Indirect-Acting drugs:
- Therapeutic Vaccines = These drugs use vaccine technology to stimulate immunity as a potential therapy. Out of 6 drugs under development GS 4774 is currently in phase II development whereas INO-1800, HB-110, TG1050, HepTcell are currently in phase I development and TomegaVax HBV is in preclinical trials.
- Innate Immune Defense Pathway = Compounds that activate the innate immune system. Three drugs being developed currently in phase II are, GS 9620, RO6864018 (RG7795, ANA773) and SB9200.
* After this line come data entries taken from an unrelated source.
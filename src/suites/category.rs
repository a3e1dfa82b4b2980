//! CRUD checks for the category resource.
//!
//! The suite creates one uniquely named category up front, runs every check
//! against it and deletes it again at the end, whatever the outcome.

use super::expectations::{
    CATEGORIES_LISTED, CATEGORY_CLEANED_UP, CATEGORY_CREATED, CATEGORY_DELETED, CATEGORY_UPDATED,
    UNAUTHENTICATED, VALIDATION_REJECTED,
};
use crate::api_client::{ApiClient, ApiResponse, RequestOptions};
use crate::authentication::{Session, acquire_token};
use crate::configuration::Endpoint;
use crate::domain::{CategoryPayload, ResourceId};
use crate::envelope::{collection_contains, extract_collection, extract_id, extract_resource};
use crate::inspection::print_api_response;
use crate::runner::{CheckOutcome, Recorder};
use crate::schema::{category_list_schema, category_schema, validate_schema};
use anyhow::{Context, anyhow};
use reqwest::Method;
use std::sync::Arc;
use tokio::sync::Semaphore;
use tokio::task::JoinSet;

pub const SUITE_NAME: &str = "category";

const PARALLEL_LIST_REQUESTS: usize = 10;
const PARALLEL_LIST_WORKERS: usize = 4;

#[derive(Clone, Copy, Debug, PartialEq, Eq)]
pub enum CategoryCheck {
    PostCreateCategory,
    GetListCategories,
    PutUpdateCategory,
    DeleteCategory,
    CreateCategoryWithoutToken,
    CreateCategoryMissingName,
    ParallelListCategories,
}

impl CategoryCheck {
    /// Every check, in execution order. Deletion runs after the checks that
    /// need the category to exist.
    pub const ALL: [CategoryCheck; 7] = [
        CategoryCheck::PostCreateCategory,
        CategoryCheck::GetListCategories,
        CategoryCheck::PutUpdateCategory,
        CategoryCheck::DeleteCategory,
        CategoryCheck::CreateCategoryWithoutToken,
        CategoryCheck::CreateCategoryMissingName,
        CategoryCheck::ParallelListCategories,
    ];

    pub fn name(&self) -> &'static str {
        match self {
            CategoryCheck::PostCreateCategory => "post_create_category",
            CategoryCheck::GetListCategories => "get_list_categories",
            CategoryCheck::PutUpdateCategory => "put_update_category",
            CategoryCheck::DeleteCategory => "delete_category",
            CategoryCheck::CreateCategoryWithoutToken => "create_category_without_token",
            CategoryCheck::CreateCategoryMissingName => "create_category_missing_name",
            CategoryCheck::ParallelListCategories => "parallel_list_categories",
        }
    }

    pub async fn run(&self, client: &ApiClient, fixture: &CategoryFixture) -> anyhow::Result<()> {
        let session = fixture.session()?;
        match self {
            CategoryCheck::PostCreateCategory => {
                let created = fixture.created()?;
                let resource = ensure_echoes(&created.response, &created.payload)?;
                validate_schema(&resource, &category_schema(), "Category")?;
            }
            CategoryCheck::GetListCategories => {
                let created = fixture.created()?;
                let response = list_categories(client, session).await?;
                print_api_response(self.name(), None, &response);
                CATEGORIES_LISTED.check(&response)?;
                anyhow::ensure!(
                    response.body.has_key("data"),
                    "Unexpected list response shape: {}",
                    response.body
                );
                validate_schema(&response, &category_list_schema(), "Category list")?;
                anyhow::ensure!(
                    listed(&response, &created.id),
                    "Created category {} not found in list: {}",
                    created.id,
                    response.body
                );
            }
            CategoryCheck::PutUpdateCategory => {
                let created = fixture.created()?;
                let payload = CategoryPayload::updated();
                let response = client
                    .call(
                        Method::PUT,
                        Endpoint::UpdateCategory,
                        Some(&created.id),
                        RequestOptions::new().session(session).json(payload.to_json()),
                    )
                    .await?;
                print_api_response(self.name(), Some(&payload.to_json()), &response);
                CATEGORY_UPDATED.check(&response)?;
                ensure_echoes(&response, &payload)?;
            }
            CategoryCheck::DeleteCategory => {
                let created = fixture.created()?;
                let response = client
                    .call(
                        Method::DELETE,
                        Endpoint::DeleteCategory,
                        Some(&created.id),
                        RequestOptions::new().session(session),
                    )
                    .await?;
                print_api_response(self.name(), None, &response);
                CATEGORY_DELETED.check(&response)?;

                let listing = list_categories(client, session).await?;
                print_api_response("Verify Deletion - List Categories", None, &listing);
                CATEGORIES_LISTED.check(&listing)?;
                anyhow::ensure!(
                    listing.body.as_json().and_then(extract_collection).is_some(),
                    "Unexpected list response shape: {}",
                    listing.body
                );
                anyhow::ensure!(
                    !listed(&listing, &created.id),
                    "Deleted category {} still found in list: {}",
                    created.id,
                    listing.body
                );
            }
            CategoryCheck::CreateCategoryWithoutToken => {
                let payload = CategoryPayload::unique();
                let response = client
                    .call(
                        Method::POST,
                        Endpoint::CreateCategory,
                        None,
                        RequestOptions::new()
                            .session(session)
                            .without_auth()
                            .json(payload.to_json()),
                    )
                    .await?;
                remove_if_created(client, session, &response).await;
                UNAUTHENTICATED.check(&response)?;
            }
            CategoryCheck::CreateCategoryMissingName => {
                let payload = serde_json::json!({"description": "Category without a name"});
                let response = client
                    .call(
                        Method::POST,
                        Endpoint::CreateCategory,
                        None,
                        RequestOptions::new().session(session).json(payload),
                    )
                    .await?;
                remove_if_created(client, session, &response).await;
                VALIDATION_REJECTED.check(&response)?;
            }
            CategoryCheck::ParallelListCategories => {
                let codes = parallel_listing(
                    client,
                    session,
                    PARALLEL_LIST_REQUESTS,
                    PARALLEL_LIST_WORKERS,
                )
                .await?;
                anyhow::ensure!(
                    codes.iter().all(|code| CATEGORIES_LISTED.accepts(*code)),
                    "Not every parallel listing succeeded: {:?}",
                    codes
                );
            }
        }
        Ok(())
    }
}

#[derive(Debug, Clone)]
pub struct CreatedCategory {
    pub id: ResourceId,
    pub payload: CategoryPayload,
    pub response: ApiResponse,
}

/// Session and category shared by every check of the suite.
pub struct CategoryFixture {
    session: Result<Session, String>,
    created: Result<CreatedCategory, String>,
}

impl CategoryFixture {
    #[tracing::instrument(name = "Setting up category fixture", skip(client))]
    pub async fn setup(client: &ApiClient) -> Self {
        let session = acquire_token(client, &client.settings().admin)
            .await
            .map_err(|e| format!("{:?}", e));
        let created = match &session {
            Ok(session) => create_category(client, session)
                .await
                .map_err(|e| format!("{:?}", e)),
            Err(_) => Err("No session to create the category with.".to_string()),
        };
        Self { session, created }
    }

    pub fn session(&self) -> anyhow::Result<&Session> {
        self.session
            .as_ref()
            .map_err(|e| anyhow!("Token acquisition failed during setup:\n{}", e))
    }

    pub fn created(&self) -> anyhow::Result<&CreatedCategory> {
        self.created
            .as_ref()
            .map_err(|e| anyhow!("Category creation failed during setup:\n{}", e))
    }

    /// Delete the fixture category unless it is already gone.
    #[tracing::instrument(name = "Tearing down category fixture", skip_all)]
    pub async fn teardown(&self, client: &ApiClient) {
        let (Ok(session), Ok(created)) = (&self.session, &self.created) else {
            return;
        };
        let outcome = client
            .call(
                Method::DELETE,
                Endpoint::DeleteCategory,
                Some(&created.id),
                RequestOptions::new().session(session),
            )
            .await;
        match outcome {
            Ok(response) if CATEGORY_CLEANED_UP.accepts(response.status_code()) => {}
            Ok(response) => tracing::warn!(
                "Cleanup delete of category {} returned {}, body={}",
                created.id,
                response.status_code(),
                response.body
            ),
            Err(e) => tracing::warn!(
                error.cause_chain = ?e,
                "Cleanup delete of category {} failed",
                created.id
            ),
        }
    }
}

async fn create_category(client: &ApiClient, session: &Session) -> anyhow::Result<CreatedCategory> {
    let payload = CategoryPayload::unique();
    let response = client
        .call(
            Method::POST,
            Endpoint::CreateCategory,
            None,
            RequestOptions::new().session(session).json(payload.to_json()),
        )
        .await?;
    print_api_response("Create Category Fixture", Some(&payload.to_json()), &response);
    CATEGORY_CREATED.check(&response)?;

    let id = response
        .body
        .as_json()
        .and_then(extract_id)
        .with_context(|| format!("No category id found in creation response: {}", response.body))?;
    tracing::info!(category_id = %id, "Created fixture category");
    Ok(CreatedCategory {
        id,
        payload,
        response,
    })
}

async fn list_categories(client: &ApiClient, session: &Session) -> anyhow::Result<ApiResponse> {
    Ok(client
        .call(
            Method::POST,
            Endpoint::ListCategories,
            None,
            RequestOptions::new().session(session),
        )
        .await?)
}

fn listed(response: &ApiResponse, id: &ResourceId) -> bool {
    response
        .body
        .as_json()
        .is_some_and(|body| collection_contains(body, id))
}

/// Check that the response describes a category with the payload's fields,
/// and return that category.
fn ensure_echoes(
    response: &ApiResponse,
    payload: &CategoryPayload,
) -> anyhow::Result<serde_json::Value> {
    let resource = response
        .body
        .as_json()
        .and_then(extract_resource)
        .with_context(|| format!("Unexpected category response: {}", response.body))?;
    anyhow::ensure!(
        resource.get("name").and_then(|v| v.as_str()) == Some(payload.name.as_str()),
        "Expected name {:?}, got body: {}",
        payload.name,
        response.body
    );
    anyhow::ensure!(
        resource.get("description").and_then(|v| v.as_str()) == Some(payload.description.as_str()),
        "Expected description {:?}, got body: {}",
        payload.description,
        response.body
    );
    Ok(serde_json::Value::Object(resource.clone()))
}

/// A negative check that unexpectedly created a category must not leave it behind.
async fn remove_if_created(client: &ApiClient, session: &Session, response: &ApiResponse) {
    if !response.status.is_success() {
        return;
    }
    let Some(id) = response.body.as_json().and_then(extract_id) else {
        return;
    };
    if let Err(e) = client
        .call(
            Method::DELETE,
            Endpoint::DeleteCategory,
            Some(&id),
            RequestOptions::new().session(session),
        )
        .await
    {
        tracing::warn!(error.cause_chain = ?e, "Failed to remove stray category {}", id);
    }
}

/// List categories `requests` times over at most `workers` concurrent calls.
async fn parallel_listing(
    client: &ApiClient,
    session: &Session,
    requests: usize,
    workers: usize,
) -> anyhow::Result<Vec<u16>> {
    let permits = Arc::new(Semaphore::new(workers));
    let mut tasks = JoinSet::new();
    for _ in 0..requests {
        let client = client.clone();
        let session = session.clone();
        let permits = Arc::clone(&permits);
        tasks.spawn(async move {
            let _permit = permits.acquire_owned().await?;
            let response = list_categories(&client, &session).await?;
            Ok::<_, anyhow::Error>(response.status_code())
        });
    }

    let mut codes = Vec::with_capacity(requests);
    while let Some(joined) = tasks.join_next().await {
        codes.push(joined.context("Listing task panicked")??);
    }
    Ok(codes)
}

pub async fn run_suite(client: &ApiClient) -> Vec<CheckOutcome> {
    let fixture = CategoryFixture::setup(client).await;
    let mut recorder = Recorder::new(SUITE_NAME);
    for check in CategoryCheck::ALL {
        recorder.record(check.name(), check.run(client, &fixture)).await;
    }
    fixture.teardown(client).await;
    recorder.into_outcomes()
}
- Host Acting Pathway = Compounds that induce programmed cell death. Out of 2 drugs under development EYP001 is currently in phase 1 development whereas CRV 431 (CPI 431-32) is currently in preclinical trials.
Hepatitis C drugs under development –
There are several FDA approved drugs to treat Hepatitis C with a high success rate and cures different Hepatitis C genotypes as well. However, there is always room for improvement. The following pharmaceutical companies are leading the way:
Gilead
This company is working on a combination of medicines consisting of sofosbuvir, velpatasvir and voxilaprevir to treat people who had failed previous therapies. Also provides higher cure rates for those who had not been previously treated (genotypes 1 through 6). The cure rates in phase 3 clinical trials were 95 to 98 percent. This led to being granted Breakthrough Therapy designation by the FDA for those with genotype 1 who had failed a previous course of therapy that contained a NS5A inhibitor and being submitted in December 2016 for approval to treat all genotypes.
AbbVie
The combination of glecaprevir (ABT-493) plus pibrentasvir (ABT-530) was used to treat genotypes 1, 3, 4, 5 and 6 for a duration of just eight weeks. This combination was granted Breakthrough Therapy designation by the FDA for those with genotype 1 who had failed a previous course of therapy that contained a NS5A inhibitor. In December 2016 AbbVie applied to the FDA to market and treat all Hepatitis C genotypes with this drug combination.
Janssen
- Samatasvir – currently in phase 1 development for genotypes 1, 2, 3 and 4, and in a phase II study with Olysio (simeprevir) in treatment-naïve patients with genotype 1b or 4.
- AL-335 (odalasvir) – currently in a phase IIa study for genotype 1.
- ACH-3422 and Odalasvir (ACH-3102) and Sovaprevir – currently in phase II studies in for genotype 1.
- Odalasvir plus sofosbuvir is in phase II development for genotype 1.
- Odalasvir, AL-335, and simeprevir in treatment-naive and treatment-experienced patients with and without cirrhosis for genotypes 1 through 6 are in a phase IIb study.
Merck
MK-3682 (polymerase inhibitor), grazoprevir (protease inhibitor) plus ruzasvir (NS5A inhibitor) with and without ribavirin to treat genotypes 1, 2 and 3 is currently in phase II development. This same combination is also being evaluated in an ongoing phase II study to treat people with genotype 1 who had failed a previous course of a direct-acting antiviral therapy (Harvoni or Zepatier).
Future
The present strategy for pharmaceutical companies is to find both direct and indirect-acting antivirals for Hepatitis B and better, safer, less expensive, pan-genotypic solutions for Hepatitis C.